はどうでしょうか。35飛同角同角に34飛

で角を取れそう。でも37歩成同金44角打

で案外に難しいです。飛と角2枚の交換くらいにはできるのですが、58飛で返されます。

飛を打たないで34と

から角を追って21飛くらいでややよしでしょうか。

ではやはり後手は22歩が正着か。

22歩を打たせたのは得ですが、持ち歩が減ったからつまらないような感じもあります。


△ 22歩と打てば

この と金作り(香取りにいく)は受けがないです。35歩21歩成24飛11と28歩でも27香

がぴったり。(28歩ではなく27歩は39銀で受かる。)

後手は36歩しかないです。

手順に2筋に回られてはいけないので、21歩成37歩成同銀25桂(36同歩同飛37銀34飛21歩成25桂でも同じ局面)

11と37桂成同金28歩

桂を取られて銀香交換ではぱっとしないです。ただし桂香歩で8筋を攻めることはできるのでそんなに悪いこともなし。


× 3,4筋は手がないですが、55歩は手筋。

55同銀56歩66銀同金同角55銀

やりたい手順ではないですが、駒得にはなります。これが怖ければ55歩同銀に57銀から56歩を狙います。

55同角が本筋で

57銀36歩56銀37歩成55銀

と取り合うと、38と54銀同飛

これは後手よしです。

あるいは56銀に44角と引いて

36歩に55銀同銀同角

というのも後手よし。


△ 常識的には57銀で

(一度引いた銀ですが)24飛27歩16歩同歩17歩に55歩

から56銀を狙うことはできます。まあ後手が端攻めの前に飛を引いておけばよい話ですが。
この端は28金で受けられる(43銀65歩16香66銀21飛28金18歩成同香17歩同桂)

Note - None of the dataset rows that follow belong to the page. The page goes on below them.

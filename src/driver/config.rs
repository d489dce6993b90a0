//! Configuration types for the Copy Engine driver

// =============================================================================
// Engine Attribute Flags
// =============================================================================

/// Use non-snooping interconnect accesses for this engine's transfers
pub const ATTR_NO_SNOOP: u32 = 1 << 0;
/// Byte swap payload data words during the copy
pub const ATTR_BYTE_SWAP_DATA: u32 = 1 << 1;
/// Swizzle descriptors (big-endian targets)
pub const ATTR_SWIZZLE_DESCRIPTORS: u32 = 1 << 2;
/// Do not raise an interrupt on copy completion (polled engine)
pub const ATTR_DIS_INTR: u32 = 1 << 3;

// =============================================================================
// Send Flags
// =============================================================================

/// Byte swap this buffer during the copy
pub const SEND_FLAG_BYTE_SWAP: u32 = 1 << 0;
/// More buffers follow as part of the same logical send.
///
/// A gather continuation defers the write-index publish; the target only
/// sees the whole group once a send without this flag closes it. Normally
/// set internally by [`sendlist_send`](crate::CeDevice::sendlist_send).
pub const SEND_FLAG_GATHER: u32 = 1 << 16;

// =============================================================================
// Engine Configuration
// =============================================================================

/// Attributes of one Copy Engine instance.
///
/// Either ring may be absent: an engine used only host-to-target has no
/// destination ring and vice versa. Ring sizes are rounded up to the next
/// power of two at init.
///
/// # Example
///
/// ```ignore
/// let config = EngineConfig::new()
///     .with_src_ring(16, 2048)
///     .with_flags(ATTR_BYTE_SWAP_DATA);
/// ```
#[derive(Debug, Clone, Copy, PartialEq, Eq, Default)]
#[cfg_attr(feature = "defmt", derive(defmt::Format))]
pub struct EngineConfig {
    /// `ATTR_*` flag bits
    pub flags: u32,
    /// Entries in the source ring; zero means no source ring
    pub src_nentries: u32,
    /// Maximum source transfer size; also the minimum size of a posted
    /// destination buffer
    pub src_sz_max: u16,
    /// Entries in the destination ring; zero means no destination ring
    pub dest_nentries: u32,
}

impl EngineConfig {
    /// Create an empty configuration (no rings, no flags).
    #[must_use]
    pub const fn new() -> Self {
        Self {
            flags: 0,
            src_nentries: 0,
            src_sz_max: 0,
            dest_nentries: 0,
        }
    }

    /// Request a source (host-to-target) ring.
    #[must_use]
    pub const fn with_src_ring(mut self, nentries: u32, sz_max: u16) -> Self {
        self.src_nentries = nentries;
        self.src_sz_max = sz_max;
        self
    }

    /// Request a destination (target-to-host) ring.
    #[must_use]
    pub const fn with_dest_ring(mut self, nentries: u32) -> Self {
        self.dest_nentries = nentries;
        self
    }

    /// Set the `ATTR_*` flag bits.
    #[must_use]
    pub const fn with_flags(mut self, flags: u32) -> Self {
        self.flags = flags;
        self
    }

    /// Whether payload byte swapping was requested.
    #[inline(always)]
    #[must_use]
    pub const fn byte_swap_data(&self) -> bool {
        self.flags & ATTR_BYTE_SWAP_DATA != 0
    }

    /// Whether copy-complete interrupts are suppressed for this engine.
    #[inline(always)]
    #[must_use]
    pub const fn interrupts_disabled(&self) -> bool {
        self.flags & ATTR_DIS_INTR != 0
    }
}

// =============================================================================
// Engine Operational State
// =============================================================================

/// Operational state of one engine.
#[derive(Debug, Clone, Copy, PartialEq, Eq, Default)]
#[cfg_attr(feature = "defmt", derive(defmt::Format))]
pub enum EngineState {
    /// No engine present in this slot
    #[default]
    Unused,
    /// Engine present but quiesced
    Paused,
    /// Engine accepting work
    Running,
}

// =============================================================================
// Unit Tests
// =============================================================================
//! QCA988x Copy Engine Driver
//!
//! A `no_std` Rust implementation of the host side of the QCA988x-family
//! Copy Engine (CE): the DMA transport that moves buffers between the host
//! CPU and the wireless target over a memory-mapped interconnect. The CE is
//! the layer everything else in an ath10k-class driver is built on - the
//! message transport, firmware download, and diagnostic access are all
//! callers of this API.
//!
//! # Architecture
//!
//! One engine is a pair of descriptor rings in DMA-coherent host memory:
//!
//! - The **source ring** carries host-produced descriptors of buffers to
//!   send; the target consumes them and advances its MMIO read index.
//! - The **destination ring** carries empty buffers the target may fill;
//!   the target writes the received length into each descriptor.
//!
//! Up to eight engines share one device, one interrupt, and one lock. The
//! driver is organized into three layers:
//!
//! 1. **Driver** ([`driver::device`]): per-device facade with the engine
//!    registry, queueing/harvest operations, and interrupt service
//! 2. **Rings** (`internal`): the ring-cursor state machines and the
//!    8-byte descriptor wire format
//! 3. **HAL** ([`hal`]): platform contracts for MMIO access and
//!    DMA-coherent allocation
//!
//! # Platform contracts
//!
//! The crate owns no hardware. The embedding driver supplies a
//! [`TargetBus`] (register access plus target wake bracketing, provided by
//! the PCI layer) and a [`CoherentDma`] allocator. Both are ordinary traits
//! and both are mocked for host tests.
//!
//! # Features
//!
//! - `log`: warnings on oversized sends and latched engine errors
//! - `defmt`: `defmt::Format` derives on public types
//!
//! # Example
//!
//! ```ignore
//! use ph_qca988x_ce::{CeDevice, EngineConfig, TransferToken, regtable};
//!
//! let ce = CeDevice::new(bus, dma, &regtable::QCA988X);
//!
//! // Engine 1: host-to-target messages.
//! let htc_tx = ce.engine_init(1, &EngineConfig::new().with_src_ring(16, 2048))?;
//!
//! ce.send(htc_tx, TransferToken(0), msg_bus_addr, msg_len, 0, 0)?;
//!
//! // From the shared interrupt handler:
//! ce.per_engine_service_any();
//! ```

#![no_std]

extern crate alloc;

// =============================================================================
// Modules
// =============================================================================

pub mod driver;
pub mod hal;

// Internal implementation details (pub(crate) only)
mod internal;

pub mod register;

// Test utilities (only available during testing)
#[cfg(test)]
pub mod testing;

// =============================================================================
// Re-exports
// =============================================================================

pub use driver::config::{
    ATTR_BYTE_SWAP_DATA, ATTR_DIS_INTR, ATTR_NO_SNOOP, ATTR_SWIZZLE_DESCRIPTORS, EngineConfig,
    EngineState, SEND_FLAG_BYTE_SWAP, SEND_FLAG_GATHER,
};
pub use driver::device::{
    CE_COUNT_MAX, CeDevice, EngineId, RecvCallback, SendCallback,
};
pub use driver::error::{
    ConfigError, ConfigResult, DmaError, DmaResult, Error, IoError, IoResult, Result,
};
pub use driver::interrupt::{EngineIntStatus, MiscIntStatus};
pub use driver::sendlist::{SENDLIST_ITEMS_MAX, SendList};
pub use driver::transfer::{RecvCompletion, SendCompletion, TransferContext, TransferToken};
pub use hal::{CoherentBuffer, CoherentDma, TargetBus};
pub use register::regtable;
//! Per-connection session context.
//!
//! A session is created from the WebSocket handshake query and lives until
//! the socket closes. There is no resume: a reconnect is a new session.

use serde::Deserialize;
use uuid::Uuid;

/// Room and user used when the handshake omits them.
pub const DEFAULT_ID: &str = "default";

/// Unique identifier of one live connection.
pub type ConnectionId = Uuid;

/// Allocates a fresh, time-ordered connection id.
#[must_use]
pub fn new_connection_id() -> ConnectionId {
    Uuid::now_v7()
}

/// Query parameters of `GET /ws`.
#[derive(Debug, Default, Clone, Deserialize)]
#[serde(rename_all = "camelCase")]
pub struct HandshakeParams {
    /// Project the connection belongs to.
    pub project_id: Option<String>,
    /// User opening the connection.
    pub user_id: Option<String>,
}

/// Identity and room of a connected client.
#[derive(Debug, Clone, PartialEq, Eq)]
pub struct Session {
    /// Connection id.
    pub id: ConnectionId,
    /// Room key, derived from the project id.
    pub room: String,
    /// User id from the handshake.
    pub user_id: String,
}

impl Session {
    /// Derives a session from handshake parameters. Missing or empty values
    /// fall back to [`DEFAULT_ID`].
    #[must_use]
    pub fn from_handshake(params: &HandshakeParams) -> Self {
        Self {
            id: new_connection_id(),
            room: or_default(params.project_id.as_deref()),
            user_id: or_default(params.user_id.as_deref()),
        }
    }
}

fn or_default(value: Option<&str>) -> String {
    match value {
        Some(v) if !v.is_empty() => v.to_string(),
        _ => DEFAULT_ID.to_string(),
    }
}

形ですから、角の利きが止まっても大丈夫ではないかと思います。歩や桂香をもらって玉頭で反撃するのが楽しみです。


△ 先に65歩でも

同じような意味です。57銀~66銀とする予定。36歩同歩同飛37歩26飛27歩21飛

これは持ち歩が1枚になるので玉頭から攻めにくくなります。1筋を攻めてもらえばありがたいですが。

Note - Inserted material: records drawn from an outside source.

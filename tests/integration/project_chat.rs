//! Integration tests for project rooms over real WebSockets.
//!
//! Validates:
//! - Messages reach room peers but never echo back to the sender
//! - `@ai` messages produce exactly one AI reply for the whole room
//! - A missing API key still yields one AI reply carrying the error
//! - Rooms are isolated and removed once empty
//! - The HTTP collaborator endpoints

use std::sync::Arc;
use std::time::Duration;

use async_trait::async_trait;
use devchat_proto::codec::{self, Event};
use devchat_proto::envelope::AiReplyEnvelope;
use devchat_proto::message::{ChatMessage, MessageKind, Participant};
use devchat_relay::ai::{AiClient, AiError, GenerativeModel};
use devchat_relay::relay::{self, RelayState};
use futures_util::{SinkExt, StreamExt};
use tokio_tungstenite::tungstenite;

type Ws = tokio_tungstenite::WebSocketStream<
    tokio_tungstenite::MaybeTlsStream<tokio::net::TcpStream>,
>;

struct SummaryModel;

#[async_trait]
impl GenerativeModel for SummaryModel {
    async fn generate_content(&self, prompt: &str) -> Result<String, AiError> {
        Ok(serde_json::json!({ "text": format!("summary of{prompt}") }).to_string())
    }
}

/// Slow model so tests can observe the relay staying responsive.
struct SlowModel;

#[async_trait]
impl GenerativeModel for SlowModel {
    async fn generate_content(&self, _prompt: &str) -> Result<String, AiError> {
        tokio::time::sleep(Duration::from_millis(300)).await;
        Ok("late answer".to_string())
    }
}

async fn start_with_model(
    model: Arc<dyn GenerativeModel>,
) -> (std::net::SocketAddr, Arc<RelayState>) {
    let state = Arc::new(RelayState::new(AiClient::with_model(model)));
    let (addr, _handle) = relay::start_server_with_state("127.0.0.1:0", Arc::clone(&state))
        .await
        .expect("failed to start relay server");
    (addr, state)
}

async fn connect(addr: std::net::SocketAddr, project: Option<&str>) -> Ws {
    let url = match project {
        Some(p) => format!("ws://{addr}/ws?projectId={p}"),
        None => format!("ws://{addr}/ws"),
    };
    let (ws, _) = tokio_tungstenite::connect_async(&url).await.unwrap();
    ws
}

/// Connects and waits until the relay has registered the new member.
async fn connect_member(
    addr: std::net::SocketAddr,
    state: &RelayState,
    project: &str,
    expected_members: usize,
) -> Ws {
    let ws = connect(addr, Some(project)).await;
    wait_for_members(state, project, expected_members).await;
    ws
}

async fn wait_for_members(state: &RelayState, room: &str, expected: usize) {
    for _ in 0..100 {
        if state.rooms.member_count(room).await == expected {
            return;
        }
        tokio::time::sleep(Duration::from_millis(10)).await;
    }
    panic!("room {room} never reached {expected} members");
}

async fn wait_for_rooms(state: &RelayState, expected: usize) {
    for _ in 0..100 {
        if state.rooms.room_count().await == expected {
            return;
        }
        tokio::time::sleep(Duration::from_millis(10)).await;
    }
    panic!("room count never reached {expected}");
}

fn alice() -> Participant {
    Participant::human("alice", "alice@example.com")
}

async fn send_text(ws: &mut Ws, sender: Participant, text: &str) {
    let frame = codec::encode(&Event::ProjectMessage(ChatMessage::text(sender, text))).unwrap();
    ws.send(tungstenite::Message::text(frame)).await.unwrap();
}

async fn recv_event(ws: &mut Ws) -> Event {
    let msg = tokio::time::timeout(Duration::from_secs(5), ws.next())
        .await
        .expect("recv timed out")
        .unwrap()
        .unwrap();
    codec::decode(msg.to_text().unwrap()).unwrap()
}

async fn recv_chat(ws: &mut Ws) -> ChatMessage {
    match recv_event(ws).await {
        Event::ProjectMessage(msg) => msg,
        other => panic!("expected ProjectMessage, got {other:?}"),
    }
}

async fn assert_silent(ws: &mut Ws) {
    let next = tokio::time::timeout(Duration::from_millis(200), ws.next()).await;
    assert!(next.is_err(), "expected no frame, got {next:?}");
}

#[tokio::test]
async fn peer_receives_message_sender_does_not() {
    let (addr, state) = start_with_model(Arc::new(SummaryModel)).await;
    let mut a = connect_member(addr, &state, "p1", 1).await;
    let mut b = connect_member(addr, &state, "p1", 2).await;

    send_text(&mut a, alice(), "hello").await;

    let msg = recv_chat(&mut b).await;
    assert_eq!(msg.message, "hello");
    assert_eq!(msg.sender, alice());
    assert_silent(&mut a).await;
}

#[tokio::test]
async fn ai_trigger_replies_once_to_everyone() {
    let (addr, state) = start_with_model(Arc::new(SummaryModel)).await;
    let mut a = connect_member(addr, &state, "p1", 1).await;
    let mut b = connect_member(addr, &state, "p1", 2).await;

    send_text(&mut a, alice(), "@ai summarize this").await;

    // B gets the human message first.
    let human = recv_chat(&mut b).await;
    assert_eq!(human.message, "@ai summarize this");
    assert!(!human.sender.is_ai());

    for ws in [&mut a, &mut b] {
        let reply = recv_chat(ws).await;
        assert!(reply.sender.is_ai());
        assert_eq!(reply.sender.id(), "ai");
        let env = AiReplyEnvelope::from_json(&reply.message).unwrap();
        assert_eq!(env.text, "summary of summarize this");
    }
    assert_silent(&mut a).await;
    assert_silent(&mut b).await;
}

#[tokio::test]
async fn missing_api_key_still_replies_with_error() {
    let (addr, _handle) = relay::start_server("127.0.0.1:0").await.unwrap();
    let mut a = connect(addr, Some("p1")).await;
    let mut b = connect(addr, Some("p1")).await;
    // Let both joins land before sending.
    tokio::time::sleep(Duration::from_millis(100)).await;

    send_text(&mut a, alice(), "@ai hello?").await;

    let _human = recv_chat(&mut b).await;
    for ws in [&mut a, &mut b] {
        let reply = recv_chat(ws).await;
        assert!(reply.sender.is_ai());
        let env = AiReplyEnvelope::from_json(&reply.message).unwrap();
        assert!(env.text.contains("AI Error"), "got: {}", env.text);
    }
}

#[tokio::test]
async fn rooms_are_isolated() {
    let (addr, state) = start_with_model(Arc::new(SummaryModel)).await;
    let mut a = connect_member(addr, &state, "p1", 1).await;
    let mut c = connect_member(addr, &state, "p2", 1).await;

    send_text(&mut a, alice(), "@ai only for p1").await;

    let reply = recv_chat(&mut a).await;
    assert!(reply.sender.is_ai());
    assert_silent(&mut c).await;
}

#[tokio::test]
async fn missing_project_id_joins_default_room() {
    let (addr, state) = start_with_model(Arc::new(SummaryModel)).await;
    let mut a = connect(addr, None).await;
    let mut b = connect(addr, None).await;
    wait_for_members(&state, "default", 2).await;

    send_text(&mut a, alice(), "anyone here?").await;
    assert_eq!(recv_chat(&mut b).await.message, "anyone here?");
}

#[tokio::test]
async fn audio_message_is_relayed() {
    let (addr, state) = start_with_model(Arc::new(SummaryModel)).await;
    let mut a = connect_member(addr, &state, "p1", 1).await;
    let mut b = connect_member(addr, &state, "p1", 2).await;

    let frame = codec::encode(&Event::ProjectMessage(ChatMessage::audio(
        alice(),
        "data:audio/webm;base64,GkXfow==",
    )))
    .unwrap();
    a.send(tungstenite::Message::text(frame)).await.unwrap();

    let msg = recv_chat(&mut b).await;
    assert_eq!(msg.kind(), MessageKind::Audio);
    assert_eq!(msg.audio.as_deref(), Some("data:audio/webm;base64,GkXfow=="));
}

#[tokio::test]
async fn invalid_frame_returns_error_and_is_not_relayed() {
    let (addr, state) = start_with_model(Arc::new(SummaryModel)).await;
    let mut a = connect_member(addr, &state, "p1", 1).await;
    let mut b = connect_member(addr, &state, "p1", 2).await;

    a.send(tungstenite::Message::text(r#"{"event":"project-message","data":{}}"#))
        .await
        .unwrap();

    assert!(matches!(recv_event(&mut a).await, Event::Error { .. }));
    assert_silent(&mut b).await;
}

#[tokio::test]
async fn pending_ai_reply_does_not_block_chat() {
    let (addr, state) = start_with_model(Arc::new(SlowModel)).await;
    let mut a = connect_member(addr, &state, "p1", 1).await;
    let mut b = connect_member(addr, &state, "p1", 2).await;

    send_text(&mut a, alice(), "@ai think hard").await;
    send_text(&mut a, alice(), "meanwhile").await;

    assert_eq!(recv_chat(&mut b).await.message, "@ai think hard");
    assert_eq!(recv_chat(&mut b).await.message, "meanwhile");

    let reply = recv_chat(&mut b).await;
    assert!(reply.sender.is_ai());
    assert_eq!(
        AiReplyEnvelope::from_json(&reply.message).unwrap().text,
        "late answer"
    );
}

#[tokio::test]
async fn room_removed_after_last_disconnect() {
    let (addr, state) = start_with_model(Arc::new(SummaryModel)).await;
    let mut a = connect_member(addr, &state, "p1", 1).await;
    let mut b = connect_member(addr, &state, "p1", 2).await;
    assert_eq!(state.rooms.room_count().await, 1);

    a.close(None).await.unwrap();
    wait_for_members(&state, "p1", 1).await;

    b.close(None).await.unwrap();
    wait_for_rooms(&state, 0).await;
}

#[tokio::test]
async fn reconnect_is_a_fresh_member() {
    let (addr, state) = start_with_model(Arc::new(SummaryModel)).await;
    let mut a = connect_member(addr, &state, "p1", 1).await;
    a.close(None).await.unwrap();
    wait_for_rooms(&state, 0).await;

    let mut a2 = connect_member(addr, &state, "p1", 1).await;
    let mut b = connect_member(addr, &state, "p1", 2).await;
    send_text(&mut b, Participant::human("bob", "bob@example.com"), "welcome back").await;
    assert_eq!(recv_chat(&mut a2).await.message, "welcome back");
}

#[tokio::test]
async fn collaborator_endpoints_return_sample_data() {
    let (addr, _state) = start_with_model(Arc::new(SummaryModel)).await;
    let client = reqwest::Client::new();

    let users: serde_json::Value = client
        .get(format!("http://{addr}/users/all"))
        .send()
        .await
        .unwrap()
        .json()
        .await
        .unwrap();
    assert_eq!(users["users"].as_array().unwrap().len(), 3);
    assert_eq!(users["users"][0]["_id"], "user1");
    assert_eq!(users["users"][0]["email"], "user1@example.com");

    let projects: serde_json::Value = client
        .get(format!("http://{addr}/projects/all"))
        .send()
        .await
        .unwrap()
        .json()
        .await
        .unwrap();
    assert_eq!(projects["projects"], serde_json::json!([]));

    let project: serde_json::Value = client
        .get(format!("http://{addr}/projects/get-project/p42"))
        .send()
        .await
        .unwrap()
        .json()
        .await
        .unwrap();
    assert_eq!(project["project"]["_id"], "p42");
    assert_eq!(project["project"]["name"], "Sample Project");
    assert_eq!(project["project"]["fileTree"], serde_json::json!({}));
}

#[tokio::test]
async fn ai_http_endpoint_returns_envelope() {
    let (addr, _state) = start_with_model(Arc::new(SummaryModel)).await;

    let body = reqwest::Client::new()
        .get(format!("http://{addr}/ai/get-result"))
        .query(&[("prompt", " a diff")])
        .send()
        .await
        .unwrap()
        .text()
        .await
        .unwrap();
    let env = AiReplyEnvelope::from_json(&body).unwrap();
    assert_eq!(env.text, "summary of a diff");
}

× 8筋を狙うと言っても、持ち歩が2枚しかないので、歩の手筋は利かず。85銀では

2歩持っていれば84歩同歩83歩同銀84銀で銀交換できる(得だとも思えませんが)とはいえ、前と同じように1歩使わされると空振りです。


○ 実戦は95歩とこちらの端攻めです。

95同歩93歩に同玉

と妥協せずに受けられました。端を詰めて謝るなら先手の得です。ここで強攻します。95香94歩同香同玉99飛95歩82歩

93桂81歩成同銀85桂

感想戦で気が付きましたが、65に跳ねれば詰めろですから簡単でした。でも96香に(飛取りを受けてしまったのですが)同飛同香73桂成

これは感想戦で触れたけど気がつかず。74成桂と引けるから詰めろなんですね。飛1本では受けにくいです。

それを逃して97歩

からは難しく、84歩96歩85桂86歩64桂

以下後手玉はどんどん逃げ出してしまい

反撃が厳しくなりました。最後にチャンスがあったのですが

32金(42金同金同玉34桂から追っていく)の詰めろで勝ち筋。39金が66桂で受けになっていなくて負けました。


☆ まとめ
盤面の右から動くのは、桂香をもって(特に香と歩)87香~84歩同歩85歩と玉頭から反撃して勝つのが理想です。

16歩は取ってもらえそうにないですが、68角の利きでけん制しているのでなんとかなります。48に銀を引いた手を生かす展開です。

24歩は受けられたらどうしようか、と思うのですが、受けなければ34飛を取る展開が期待できます。

22歩は香を取りに行って後手の攻めをせかせます。


55歩とか65歩とか57銀とか、中央から動くのは前に銀を引いた手を生かしていない(問題図だけではわからないですが)のであまりうまくいきません。55歩は自分から動いて無理をしている感じが強く、65歩や57銀が本筋ではあります。

左からすぐに動く手がありました。8筋は持ち歩が足りませんが、95歩から端を攻めれば、89飛68角77桂99香で4枚の攻め駒になります。端攻めは攻め駒を増やしやすいのです。香が攻め駒になるのは当然で、桂も働くことが多く、飛角あるいは銀の応援があればあっという間につぶせるかもしれません。持ち駒も利用しやすいでしょう。

デメリットは反撃を食らうこと。先手玉からも近いですから、反動はあります。ただ後手玉は82ですからより厳しいわけです。
また、端を攻めても逃げ出されて効果なし、ということはあるわけですが、これは早い段階で端を攻めることが解決策です。問題図では中盤ですから、玉を逃げ出すとか手を抜くとか謝るとか、はやりにくいのです。あるいは詰めろになる時に(相手玉が端に逃げたら)攻めるのもよい手です。
この中間の時に端を攻めると効果がなかった、ということがあります。